Molecular motors are biological molecular machines that convert energy into motion or mechanical work participating in many important processes such as muscle contraction, intracellular cargo transport or transcription of RNA from DNA. Thus, it is natural that these systems serve as an inspiration for chemists on the search for new and more complex synthetic machine-like functions.

In 1999 Feringa and co-workers at the University of Groningen (Netherlands) designed a synthetic molecular rotor, activated by ultraviolet light, capable of performing unidirectional 360o rotation and more recently in 2011 they took the concept one step further by synthesising a light-driven nanocar.


The car composed by a carbazole substituted diphenylbutadiyne chassis and 4 fluorene-based molecular motors acting as wheels can travel as far as 6 nm across a Cu(111) surface in 10 excitation steps.
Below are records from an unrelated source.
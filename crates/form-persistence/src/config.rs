//! Carga de configuración de conexión desde variables de entorno.
//! Usa convención `DATABASE_URL` y parámetros opcionales de pool.

use std::env;

use dotenvy::dotenv;
use once_cell::sync::Lazy;

use crate::error::PersistenceError;

// Carga perezosa del archivo .env una sola vez.
static DOTENV_LOADED: Lazy<()> = Lazy::new(|| {
    let _ = dotenv(); // ignora error si no existe .env
});

pub const DEFAULT_MIN_CONNECTIONS: u32 = 2;
pub const DEFAULT_MAX_CONNECTIONS: u32 = 16;

#[derive(Debug, Clone, PartialEq, Eq)]
pub struct DbConfig {
    pub url: String,
    pub min_connections: u32,
    pub max_connections: u32,
}

impl DbConfig {
    pub fn from_env() -> Result<Self, PersistenceError> {
        // asegura que .env se haya cargado
        Lazy::force(&DOTENV_LOADED);
        let url = env::var("DATABASE_URL").map_err(|_| PersistenceError::MissingConfig("DATABASE_URL"))?;
        Ok(Self::from_parts(url,
                            env::var("DATABASE_MIN_CONNECTIONS").ok().as_deref(),
                            env::var("DATABASE_MAX_CONNECTIONS").ok().as_deref()))
    }

    /// Valores numéricos inválidos caen al default.
    pub fn from_parts(url: String, min: Option<&str>, max: Option<&str>) -> Self {
        let min_connections = min.and_then(|v| v.parse().ok()).unwrap_or(DEFAULT_MIN_CONNECTIONS);
        let max_connections = max.and_then(|v| v.parse().ok()).unwrap_or(DEFAULT_MAX_CONNECTIONS);
        Self { url,
               min_connections,
               max_connections }
    }
}

/// Forzar carga temprana de .env desde aplicaciones externas si se desea.
pub fn init_dotenv() {
    Lazy::force(&DOTENV_LOADED);
}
Movement requires that the adsorption energy of the molecule is less than the energy released in the isomerization step upon excitation and each cycle of unidirectional rotation takes 4 reaction steps: 1 double-bond isomerization induced by electronic excitation followed by 1 helix inversion induced by vibrational excitation and again 1 more double-bond isomerization and 1 more helix inversion to complete a 360o  rotation.

I can imagine  a teenager NanoKid, the kid-shaped organic molecule from the series of Nanoputians, asking his NanoDaddy to buy him the last model of NanoCar capable of running 6 nm in 10 electric bursts. Although, I don’t think NanoMum likes the idea…

Do you want to know more? Then, go directly to the sources:

Nagatoshi Koumura, Robert W. J. Zijlstra, Richard A. van Delden, Nobuyuki Harada, Ben L. Feringa. Light-driven monodirectional molecular rotor. Nature 401, 152-155 (9 September 1999).

Tibor Kudernac, Nopporn Ruangsupapichat, Manfred Parschau, Beatriz Maciá, Nathalie Katsonis, Syuzanna R. Harutyunyan, Karl-Heinz Ernst, Ben L. Feringa. Electrically driven directional motion of a four-wheeled molecule on a metal surface. Nature 479, 208–211 (10 November 2011).